The American cybersecurity agency CISA visited public with a safety notice last week claiming that phone apps developed by Chirp, which residents use in place of a key to access their homes, “inappropriately store” hard-coded credentials that can be used to remotely control any Chirp-enabled smart lock.
Applications that rely on passwords stored in their source code, called hardcoded credentials, pose a security risk because anyone can extract and use these credentials to perform actions impersonating the application. In this case, the credentials allowed anyone to remotely lock or unlock a Chirp-connected door lock via the Internet.
In its advisory, CISA said that successful exploitation of the flaw “could allow an attacker to take control and gain unrestricted physical access” to smart locks connected to a Chirp smart home system. The cybersecurity agency gave the vulnerability a severity rating of 9.1 out of a maximum of 10 for its “low attack complexity” and for its ability to be exploited remotely.
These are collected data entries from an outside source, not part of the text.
//! Simulated typing for a reply that has already arrived in full.
//!
//! There is no network streaming here: the whole text is known up front and
//! [`RevealTask`] hands it out one word per tick.

use std::collections::VecDeque;
use std::time::Duration;
use tokio::time::{Instant, MissedTickBehavior};
use tokio_util::sync::CancellationToken;

/// Default pause between revealed words
pub const DEFAULT_REVEAL_INTERVAL: Duration = Duration::from_millis(40);

/// How a reveal ended
#[derive(Debug, Clone, PartialEq, Eq)]
pub enum RevealOutcome {
    /// Every word was shown
    Completed { text: String },
    /// Stopped early; `partial` stays on screen
    Interrupted { partial: String },
}

/// Cooperative word-by-word reveal.
///
/// The cancellation token is checked before every tick, so a stop request
/// lands within one interval and never in the middle of a tick.
#[derive(Debug)]
pub struct RevealTask {
    tokens: VecDeque<String>,
    revealed: String,
    interval: Duration,
    cancel: CancellationToken,
}

impl RevealTask {
    pub fn new(text: &str, interval: Duration, cancel: CancellationToken) -> Self {
        Self {
            tokens: text.split_whitespace().map(str::to_string).collect(),
            revealed: String::new(),
            interval,
            cancel,
        }
    }

    pub fn remaining(&self) -> usize {
        self.tokens.len()
    }

    pub fn revealed(&self) -> &str {
        &self.revealed
    }

    pub fn is_finished(&self) -> bool {
        self.tokens.is_empty()
    }

    /// Reveal the next word. Returns `false` once nothing is left.
    pub fn step(&mut self) -> bool {
        let Some(token) = self.tokens.pop_front() else {
            return false;
        };
        if !self.revealed.is_empty() {
            self.revealed.push(' ');
        }
        self.revealed.push_str(&token);
        true
    }

    fn interrupted(self) -> RevealOutcome {
        tracing::debug!(remaining = self.tokens.len(), "Reveal interrupted");
        RevealOutcome::Interrupted {
            partial: self.revealed,
        }
    }

    /// Drive the reveal to the end, calling `on_tick` with the full revealed
    /// text after each word.
    pub async fn run<F>(mut self, mut on_tick: F) -> RevealOutcome
    where
        F: FnMut(&str),
    {
        // interval_at panics on a zero period
        let period = self.interval.max(Duration::from_millis(1));
        let mut ticker = tokio::time::interval_at(Instant::now() + period, period);
        ticker.set_missed_tick_behavior(MissedTickBehavior::Delay);

        loop {
            if self.cancel.is_cancelled() {
                return self.interrupted();
            }
            if self.is_finished() {
                return RevealOutcome::Completed {
                    text: self.revealed,
                };
            }

            tokio::select! {
                biased;
                _ = self.cancel.cancelled() => return self.interrupted(),
                _ = ticker.tick() => {}
            }

            if self.cancel.is_cancelled() {
                return self.interrupted();
            }
            self.step();
            on_tick(&self.revealed);
        }
    }
}

/// The stretch of `full` that a reveal frame covers, with the original
/// line breaks and spacing kept.
///
/// Frames join words with single spaces, so only the word count is taken
/// from `frame`.
pub fn reveal_prefix<'a>(full: &'a str, frame: &str) -> &'a str {
    let words = frame.split_whitespace().count();
    if words == 0 {
        return "";
    }

    let mut seen = 0;
    let mut in_word = false;
    for (idx, ch) in full.char_indices() {
        if ch.is_whitespace() {
            if in_word {
                seen += 1;
                if seen == words {
                    return &full[..idx];
                }
            }
            in_word = false;
        } else {
            in_word = true;
        }
    }
    full.trim_end()
}

#[cfg(test)]
mod tests {
    use super::*;

    #[test]
    fn steps_join_words_with_single_spaces() {
        let mut task = RevealTask::new(
            "Hi   there\nfriend",
            DEFAULT_REVEAL_INTERVAL,
            CancellationToken::new(),
        );
        assert_eq!(task.remaining(), 3);

        let mut frames = Vec::new();
        while task.step() {
            frames.push(task.revealed().to_string());
        }
        assert_eq!(frames, ["Hi", "Hi there", "Hi there friend"]);
        assert!(task.is_finished());
    }

    #[tokio::test(start_paused = true)]
    async fn run_reports_each_frame_then_completes() {
        let task = RevealTask::new("Hi there", DEFAULT_REVEAL_INTERVAL, CancellationToken::new());
        let mut frames = Vec::new();

        let outcome = task.run(|text| frames.push(text.to_string())).await;

        assert_eq!(frames, ["Hi", "Hi there"]);
        assert_eq!(
            outcome,
            RevealOutcome::Completed {
                text: "Hi there".to_string()
            }
        );
    }

    #[tokio::test(start_paused = true)]
    async fn first_word_waits_one_interval() {
        let start = Instant::now();
        let task = RevealTask::new("one", Duration::from_millis(40), CancellationToken::new());
        let mut first_at = None;

        task.run(|_| {
            if first_at.is_none() {
                first_at = Some(Instant::now());
            }
        })
        .await;

        let elapsed = first_at.expect("ticked") - start;
        assert!(elapsed >= Duration::from_millis(40));
    }

    #[tokio::test(start_paused = true)]
    async fn empty_text_completes_immediately() {
        let task = RevealTask::new("   ", DEFAULT_REVEAL_INTERVAL, CancellationToken::new());
        let mut ticks = 0;
        let outcome = task.run(|_| ticks += 1).await;
        assert_eq!(ticks, 0);
        assert_eq!(
            outcome,
            RevealOutcome::Completed {
                text: String::new()
            }
        );
    }

    #[tokio::test(start_paused = true)]
    async fn cancel_mid_reveal_keeps_partial_text() {
        let cancel = CancellationToken::new();
        let task = RevealTask::new("a b c d e", DEFAULT_REVEAL_INTERVAL, cancel.clone());

        let mut frames = Vec::new();
        let outcome = task
            .run(|text| {
                frames.push(text.to_string());
                if frames.len() == 2 {
                    cancel.cancel();
                }
            })
            .await;

        assert_eq!(frames, ["a", "a b"]);
        assert_eq!(
            outcome,
            RevealOutcome::Interrupted {
                partial: "a b".to_string()
            }
        );
    }

    #[tokio::test(start_paused = true)]
    async fn cancelled_before_start_reveals_nothing() {
        let cancel = CancellationToken::new();
        cancel.cancel();
        let task = RevealTask::new("a b", DEFAULT_REVEAL_INTERVAL, cancel);
        let mut ticks = 0;
        let outcome = task.run(|_| ticks += 1).await;
        assert_eq!(ticks, 0);
        assert_eq!(
            outcome,
            RevealOutcome::Interrupted {
                partial: String::new()
            }
        );
    }

    #[test]
    fn prefix_keeps_line_breaks_of_the_full_reply() {
        let full = "Steps:\n1. one\n\n2.  two";
        assert_eq!(reveal_prefix(full, ""), "");
        assert_eq!(reveal_prefix(full, "Steps:"), "Steps:");
        assert_eq!(reveal_prefix(full, "Steps: 1. one"), "Steps:\n1. one");
        assert_eq!(reveal_prefix(full, "Steps: 1. one 2."), "Steps:\n1. one\n\n2.");
        assert_eq!(reveal_prefix(full, "Steps: 1. one 2. two"), full);
    }
}
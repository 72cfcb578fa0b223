//! Interactive terminal chat: wires the session to the widgets and runs the
//! event loop.

use crate::attachment::AttachmentPreview;
use crate::clipboard::ClipboardHandle;
use crate::config::{API_KEY_ENV, Config};
use crate::conversation::ConversationStore;
use crate::error::SubmitError;
use crate::events::{SessionEvent, TuiEvent};
use crate::llm::GeminiClient;
use crate::session::ChatSession;
use crate::speech::{Speaker, SpeechToggle};
use crate::storage::StorageManager;
use crate::ui::conversation::{ConversationAction, ConversationManager, ParsedCommand, SlashCommand};
use anyhow::{Context, Result};
use crossterm::{
    event::{
        DisableBracketedPaste, EnableBracketedPaste, Event, EventStream,
        KeyboardEnhancementFlags, PopKeyboardEnhancementFlags, PushKeyboardEnhancementFlags,
    },
    execute,
    terminal::{
        EnterAlternateScreen, LeaveAlternateScreen, disable_raw_mode, enable_raw_mode,
        supports_keyboard_enhancement,
    },
};
use futures::StreamExt;
use ratatui::{Terminal, backend::CrosstermBackend};
use std::io::{self, Stdout};
use std::path::PathBuf;
use std::sync::Arc;
use std::time::Duration;

const TICK_RATE: Duration = Duration::from_millis(100);

type Tui = Terminal<CrosstermBackend<Stdout>>;

/// Initialize terminal
fn init_terminal() -> Result<(Tui, bool)> {
    enable_raw_mode().context("Failed to enable raw mode")?;
    let mut stdout = io::stdout();
    execute!(stdout, EnterAlternateScreen, EnableBracketedPaste)?;

    // Lets Shift+Enter arrive as its own key on terminals that support it
    let enhanced = supports_keyboard_enhancement().unwrap_or(false);
    if enhanced {
        execute!(
            stdout,
            PushKeyboardEnhancementFlags(KeyboardEnhancementFlags::DISAMBIGUATE_ESCAPE_CODES)
        )?;
    }

    let terminal = Terminal::new(CrosstermBackend::new(stdout))?;
    Ok((terminal, enhanced))
}

/// Restore terminal
fn restore_terminal(terminal: &mut Tui, enhanced: bool) -> Result<()> {
    if enhanced {
        execute!(terminal.backend_mut(), PopKeyboardEnhancementFlags)?;
    }
    disable_raw_mode()?;
    execute!(terminal.backend_mut(), DisableBracketedPaste, LeaveAlternateScreen)?;
    terminal.show_cursor()?;
    Ok(())
}

/// Everything the interactive chat owns
pub struct App {
    session: ChatSession,
    ui: ConversationManager,
    storage: StorageManager,
    speaker: Speaker,
    clipboard: ClipboardHandle,
    attachment: Option<AttachmentPreview>,
    should_quit: bool,
}

impl App {
    pub fn new(config: &Config) -> Result<Self> {
        let storage = StorageManager::new(&config.data_dir);
        storage
            .ensure_directories()
            .context("Failed to prepare data directory")?;

        let client = GeminiClient::new(config)?;
        let store = ConversationStore::with_storage(storage.clone());
        let mut session = ChatSession::new(Arc::new(client), store, config.reveal_interval());
        session.restore_from_disk();

        let mut ui = ConversationManager::new(storage.load_theme());
        ui.load_turns(session.conversation().turns());
        if !config.has_api_key() {
            ui.status_mut().error(format!(
                "No API key: set {API_KEY_ENV} or api_key in config.toml"
            ));
        }

        Ok(Self {
            session,
            ui,
            storage,
            speaker: Speaker::new(),
            clipboard: ClipboardHandle::new(),
            attachment: None,
            should_quit: false,
        })
    }

    /// Take over the terminal until the user quits
    pub async fn run(&mut self) -> Result<()> {
        let (mut terminal, enhanced) = init_terminal()?;
        let result = self.event_loop(&mut terminal).await;
        let restored = restore_terminal(&mut terminal, enhanced);

        self.speaker.stop();
        self.session.flush().await;
        result.and(restored)
    }

    async fn event_loop(&mut self, terminal: &mut Tui) -> Result<()> {
        let mut events = EventStream::new();
        let mut tick = tokio::time::interval(TICK_RATE);

        while !self.should_quit {
            terminal.draw(|frame| self.ui.render(frame))?;

            tokio::select! {
                maybe_event = events.next() => match maybe_event {
                    Some(Ok(event)) => {
                        if let Some(event) = translate(event) {
                            self.handle_tui_event(event).await;
                        }
                    }
                    Some(Err(e)) => return Err(e).context("Failed to read terminal input"),
                    None => break,
                },
                Some(event) = self.session.next_event(), if self.session.has_work() => {
                    self.on_session_event(event);
                }
                _ = tick.tick() => self.ui.tick(),
            }
        }

        Ok(())
    }

    fn on_session_event(&mut self, event: SessionEvent) {
        self.ui.apply_event(&event, self.session.state());
    }

    async fn handle_tui_event(&mut self, event: TuiEvent) {
        match event {
            TuiEvent::Key(key) => {
                let action = self.ui.handle_key(key);
                self.handle_action(action).await;
            }
            TuiEvent::Paste(text) => self.ui.handle_paste(&text),
            TuiEvent::Resize(..) | TuiEvent::Draw => {}
        }
    }

    async fn handle_action(&mut self, action: ConversationAction) {
        match action {
            ConversationAction::None => {}
            ConversationAction::Submit(text) => self.submit(&text),
            ConversationAction::Command(command) => self.handle_command(command).await,
            ConversationAction::ClearHistory => {
                self.session.clear_history();
                self.ui.set_state(self.session.state());
                self.ui.status_mut().info("All chats deleted");
            }
            ConversationAction::Stop => self.stop(),
            ConversationAction::Exit => {
                self.session.cancel();
                self.should_quit = true;
            }
        }
    }

    fn submit(&mut self, text: &str) {
        match self.session.submit(text) {
            Ok(()) => {
                // The preview belongs to the prompt just sent
                if let Some(attachment) = self.attachment.take() {
                    tracing::debug!(file = %attachment.file_name, "Attachment released after send");
                    self.ui.status_mut().set_attachment(None);
                }
            }
            Err(SubmitError::EmptySubmission) => {}
            Err(SubmitError::AlreadyBusy) => {
                self.ui.status_mut().info("Gemini is still replying");
            }
        }
    }

    fn stop(&mut self) {
        if self.session.cancel() {
            self.ui.set_state(self.session.state());
        }
    }

    async fn handle_command(&mut self, command: ParsedCommand) {
        match command.command {
            // Answered by ConversationManager before reaching here
            SlashCommand::Stop | SlashCommand::Bye | SlashCommand::Help | SlashCommand::Clear => {}
            SlashCommand::Theme => self.toggle_theme(),
            SlashCommand::Copy => self.copy(command.argument()).await,
            SlashCommand::Speak => self.speak(),
            SlashCommand::Attach => self.attach(command.argument()).await,
            SlashCommand::Detach => {
                self.attachment = None;
                self.ui.status_mut().set_attachment(None);
                self.ui.status_mut().info("Attachment removed");
            }
        }
    }

    fn toggle_theme(&mut self) {
        let theme = self.ui.theme().toggle();
        self.ui.set_theme(theme);
        match self.storage.save_theme(theme) {
            Ok(()) => self
                .ui
                .status_mut()
                .info(format!("Switched to {} theme", theme.display_name())),
            Err(e) => {
                tracing::warn!("Failed to save theme: {e}");
                self.ui.status_mut().error("Theme changed but could not be saved");
            }
        }
    }

    async fn copy(&mut self, argument: Option<&str>) {
        let text = match argument {
            Some("all") => Some(self.session.conversation().rendered_markup().to_string()),
            Some("attachment") => match &self.attachment {
                Some(attachment) => match attachment.data_url().await {
                    Ok(url) => Some(url),
                    Err(e) => {
                        self.ui.status_mut().error(format!("{e:#}"));
                        return;
                    }
                },
                None => None,
            },
            _ => self.ui.history().last_reply().map(str::to_string),
        };
        let Some(text) = text.filter(|text| !text.is_empty()) else {
            self.ui.status_mut().info("Nothing to copy yet");
            return;
        };

        match self.clipboard.copy(&text) {
            Ok(()) => self.ui.status_mut().info("Copied to clipboard"),
            Err(e) => self.ui.status_mut().error(format!("{e:#}")),
        }
    }

    fn speak(&mut self) {
        let text = self.ui.history().last_reply().unwrap_or_default().to_string();
        match self.speaker.toggle(&text) {
            Ok(SpeechToggle::Started) => self.ui.status_mut().info("Reading aloud (/speak to stop)"),
            Ok(SpeechToggle::Stopped) => self.ui.status_mut().info("Stopped reading"),
            Err(e) => self.ui.status_mut().error(format!("{e:#}")),
        }
    }

    async fn attach(&mut self, argument: Option<&str>) {
        let Some(raw) = argument else {
            self.ui.status_mut().info("Usage: /attach <path>");
            return;
        };

        match AttachmentPreview::load(expand_home(raw)).await {
            Ok(preview) => {
                tracing::info!(file = %preview.file_name, mime = preview.mime_type, "Attached file");
                self.ui.status_mut().set_attachment(Some(preview.summary()));
                self.attachment = Some(preview);
            }
            Err(e) => self.ui.status_mut().error(format!("{e:#}")),
        }
    }
}

fn translate(event: Event) -> Option<TuiEvent> {
    match event {
        Event::Key(key) => Some(TuiEvent::Key(key)),
        Event::Paste(text) => Some(TuiEvent::Paste(text)),
        Event::Resize(width, height) => Some(TuiEvent::Resize(width, height)),
        Event::FocusGained => Some(TuiEvent::Draw),
        Event::FocusLost | Event::Mouse(_) => None,
    }
}

/// Expand a leading `~/` to the home directory
fn expand_home(raw: &str) -> PathBuf {
    match raw.strip_prefix("~/") {
        Some(rest) => dirs::home_dir()
            .map(|home| home.join(rest))
            .unwrap_or_else(|| PathBuf::from(raw)),
        None => PathBuf::from(raw),
    }
}

/// Run the interactive chat
pub async fn run(config: Config) -> Result<()> {
    let mut app = App::new(&config)?;
    app.run().await
}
The cybersecurity agency said Chirp Systems did not respond to either CISA or the researcher who discovered the vulnerability.
Security researcher Matt Brown said Brian Krebs, veteran security journalist that he informed Chirp of the security issue in March 2021 but that the vulnerability is still not fixed.
Chirp Systems is one of a growing number of companies in the real estate technology space that provide rental giants with keyless access controls that integrate with smart home technologies. Rental companies are increasingly requiring tenants to allow the installation of smart home equipment as dictated by their leases, but it's unclear at best who takes responsibility or ownership when security issues arise.
Real estate and rental giant Camden Property Trust signed a deal in 2020 to deploy Chirp connected smart locks to more than 50,000 homes spread across more than a hundred properties. It is unclear whether affected properties like Camden are aware of the vulnerability or have taken action. Kim Callahan, a Camden spokeswoman, did not respond to a request for comment.
Chirp was acquired by property management software giant RealPage in 2020, and RealPage was acquired by private equity giant Thoma Bravo. later that year in a $10.2 billion deal. RealPage is facing several legal challenges following allegations its rent-setting software uses secret, proprietary algorithms to help landlords raise rents as high as possible for tenants.
Neither RealPage nor Thoma Bravo have yet acknowledged the vulnerabilities in the acquired software, or indicated whether they plan to notify affected residents of the security risk.
Jennifer Bowcock, a spokesperson for RealPage, did not respond to TechCrunch's requests for comment. Megan Frank, a spokesperson for Thoma Bravo, also did not respond to requests for comment.